# Work order:
Out of the listing below, copy every line that carries the string "bool".

[Recorded information]

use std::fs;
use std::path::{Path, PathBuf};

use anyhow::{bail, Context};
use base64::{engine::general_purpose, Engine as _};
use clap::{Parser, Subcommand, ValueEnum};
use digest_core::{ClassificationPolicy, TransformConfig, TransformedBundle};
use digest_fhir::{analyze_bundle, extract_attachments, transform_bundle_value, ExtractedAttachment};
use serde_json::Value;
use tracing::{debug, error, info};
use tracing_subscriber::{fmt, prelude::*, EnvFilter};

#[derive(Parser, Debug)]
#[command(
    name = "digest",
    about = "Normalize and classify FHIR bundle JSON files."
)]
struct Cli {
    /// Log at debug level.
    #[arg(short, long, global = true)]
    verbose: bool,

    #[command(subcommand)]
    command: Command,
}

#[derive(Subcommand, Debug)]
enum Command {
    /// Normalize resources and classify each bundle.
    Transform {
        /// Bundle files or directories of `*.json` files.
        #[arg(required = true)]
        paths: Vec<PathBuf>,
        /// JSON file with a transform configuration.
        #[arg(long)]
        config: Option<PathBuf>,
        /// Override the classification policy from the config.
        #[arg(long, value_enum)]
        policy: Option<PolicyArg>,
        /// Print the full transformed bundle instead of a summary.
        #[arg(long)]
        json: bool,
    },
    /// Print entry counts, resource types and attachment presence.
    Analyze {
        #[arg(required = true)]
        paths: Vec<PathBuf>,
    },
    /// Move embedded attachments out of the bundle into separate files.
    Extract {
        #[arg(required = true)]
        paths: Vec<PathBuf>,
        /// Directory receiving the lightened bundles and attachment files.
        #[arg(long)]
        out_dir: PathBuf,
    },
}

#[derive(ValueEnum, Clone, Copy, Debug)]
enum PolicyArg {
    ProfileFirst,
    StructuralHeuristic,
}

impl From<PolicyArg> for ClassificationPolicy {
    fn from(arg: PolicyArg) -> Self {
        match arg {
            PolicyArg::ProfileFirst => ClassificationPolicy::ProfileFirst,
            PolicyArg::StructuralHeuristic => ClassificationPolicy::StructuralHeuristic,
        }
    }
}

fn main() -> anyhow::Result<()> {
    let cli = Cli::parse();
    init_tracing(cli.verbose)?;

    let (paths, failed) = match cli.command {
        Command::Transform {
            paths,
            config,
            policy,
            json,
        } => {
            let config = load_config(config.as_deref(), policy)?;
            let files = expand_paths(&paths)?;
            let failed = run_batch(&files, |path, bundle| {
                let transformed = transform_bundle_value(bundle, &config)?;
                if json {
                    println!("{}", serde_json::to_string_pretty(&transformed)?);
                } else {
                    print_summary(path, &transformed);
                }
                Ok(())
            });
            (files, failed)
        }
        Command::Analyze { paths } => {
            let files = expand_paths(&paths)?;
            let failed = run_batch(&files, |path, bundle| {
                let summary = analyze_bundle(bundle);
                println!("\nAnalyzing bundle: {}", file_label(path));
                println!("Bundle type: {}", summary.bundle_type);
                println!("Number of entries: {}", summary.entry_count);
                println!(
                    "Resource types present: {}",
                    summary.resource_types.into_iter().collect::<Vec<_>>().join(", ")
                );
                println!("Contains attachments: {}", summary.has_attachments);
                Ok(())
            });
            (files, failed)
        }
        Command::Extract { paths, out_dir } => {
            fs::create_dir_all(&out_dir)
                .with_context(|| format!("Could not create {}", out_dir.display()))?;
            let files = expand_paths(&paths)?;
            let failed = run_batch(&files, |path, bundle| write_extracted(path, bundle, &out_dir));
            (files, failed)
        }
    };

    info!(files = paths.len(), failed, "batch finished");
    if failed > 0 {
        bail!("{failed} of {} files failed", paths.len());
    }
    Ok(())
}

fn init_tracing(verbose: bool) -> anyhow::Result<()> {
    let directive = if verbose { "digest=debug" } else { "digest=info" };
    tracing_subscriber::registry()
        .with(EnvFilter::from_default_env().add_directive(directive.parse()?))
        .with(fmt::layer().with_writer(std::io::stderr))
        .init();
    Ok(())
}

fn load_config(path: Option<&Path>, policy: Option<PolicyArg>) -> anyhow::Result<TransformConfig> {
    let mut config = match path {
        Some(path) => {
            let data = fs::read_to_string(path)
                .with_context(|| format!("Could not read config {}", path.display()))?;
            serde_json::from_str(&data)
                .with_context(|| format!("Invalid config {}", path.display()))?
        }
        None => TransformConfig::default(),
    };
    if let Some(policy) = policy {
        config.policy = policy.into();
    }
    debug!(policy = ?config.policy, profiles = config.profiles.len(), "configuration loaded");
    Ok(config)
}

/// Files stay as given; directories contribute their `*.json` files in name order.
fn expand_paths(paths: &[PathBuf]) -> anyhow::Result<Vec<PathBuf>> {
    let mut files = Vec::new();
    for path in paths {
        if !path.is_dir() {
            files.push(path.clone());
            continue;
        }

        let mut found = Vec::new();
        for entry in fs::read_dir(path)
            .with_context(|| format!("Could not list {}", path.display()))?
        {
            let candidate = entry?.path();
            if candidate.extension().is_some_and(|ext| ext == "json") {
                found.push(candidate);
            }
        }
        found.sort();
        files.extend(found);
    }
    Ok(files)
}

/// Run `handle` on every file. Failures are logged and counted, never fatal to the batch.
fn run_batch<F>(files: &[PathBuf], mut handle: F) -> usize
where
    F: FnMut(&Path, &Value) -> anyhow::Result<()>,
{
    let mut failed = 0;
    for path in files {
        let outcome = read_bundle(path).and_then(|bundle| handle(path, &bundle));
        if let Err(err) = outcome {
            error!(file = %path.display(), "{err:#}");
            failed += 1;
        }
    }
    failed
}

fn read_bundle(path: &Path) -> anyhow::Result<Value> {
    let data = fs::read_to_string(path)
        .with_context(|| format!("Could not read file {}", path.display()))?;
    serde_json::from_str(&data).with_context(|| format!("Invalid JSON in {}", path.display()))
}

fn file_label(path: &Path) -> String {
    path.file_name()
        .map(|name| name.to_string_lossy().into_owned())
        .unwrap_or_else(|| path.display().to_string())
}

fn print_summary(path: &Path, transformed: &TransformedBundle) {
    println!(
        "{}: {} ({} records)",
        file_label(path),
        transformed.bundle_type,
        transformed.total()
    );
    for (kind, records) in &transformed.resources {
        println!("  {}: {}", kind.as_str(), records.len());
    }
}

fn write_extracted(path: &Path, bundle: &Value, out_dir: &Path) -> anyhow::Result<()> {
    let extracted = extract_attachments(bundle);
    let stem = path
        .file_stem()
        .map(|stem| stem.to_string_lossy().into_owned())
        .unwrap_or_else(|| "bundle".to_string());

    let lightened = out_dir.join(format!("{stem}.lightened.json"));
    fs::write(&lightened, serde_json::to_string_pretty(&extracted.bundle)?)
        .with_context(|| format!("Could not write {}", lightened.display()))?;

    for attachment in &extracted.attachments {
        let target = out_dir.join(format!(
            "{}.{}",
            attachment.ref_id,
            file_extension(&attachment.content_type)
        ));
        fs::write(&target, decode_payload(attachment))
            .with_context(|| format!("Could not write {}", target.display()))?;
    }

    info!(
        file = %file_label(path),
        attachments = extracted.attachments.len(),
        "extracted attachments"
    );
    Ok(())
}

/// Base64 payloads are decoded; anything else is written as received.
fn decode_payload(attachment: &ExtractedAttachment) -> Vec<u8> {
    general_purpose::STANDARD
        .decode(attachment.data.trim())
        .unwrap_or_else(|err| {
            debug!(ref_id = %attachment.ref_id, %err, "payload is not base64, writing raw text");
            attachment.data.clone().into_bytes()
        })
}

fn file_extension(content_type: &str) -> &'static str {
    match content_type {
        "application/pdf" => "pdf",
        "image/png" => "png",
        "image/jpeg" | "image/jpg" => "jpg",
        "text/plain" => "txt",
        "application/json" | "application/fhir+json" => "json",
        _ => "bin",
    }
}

[/Recorded information]

# Solution to the exercise:
    verbose: bool,
        json: bool,
fn init_tracing(verbose: bool) -> anyhow::Result<()> {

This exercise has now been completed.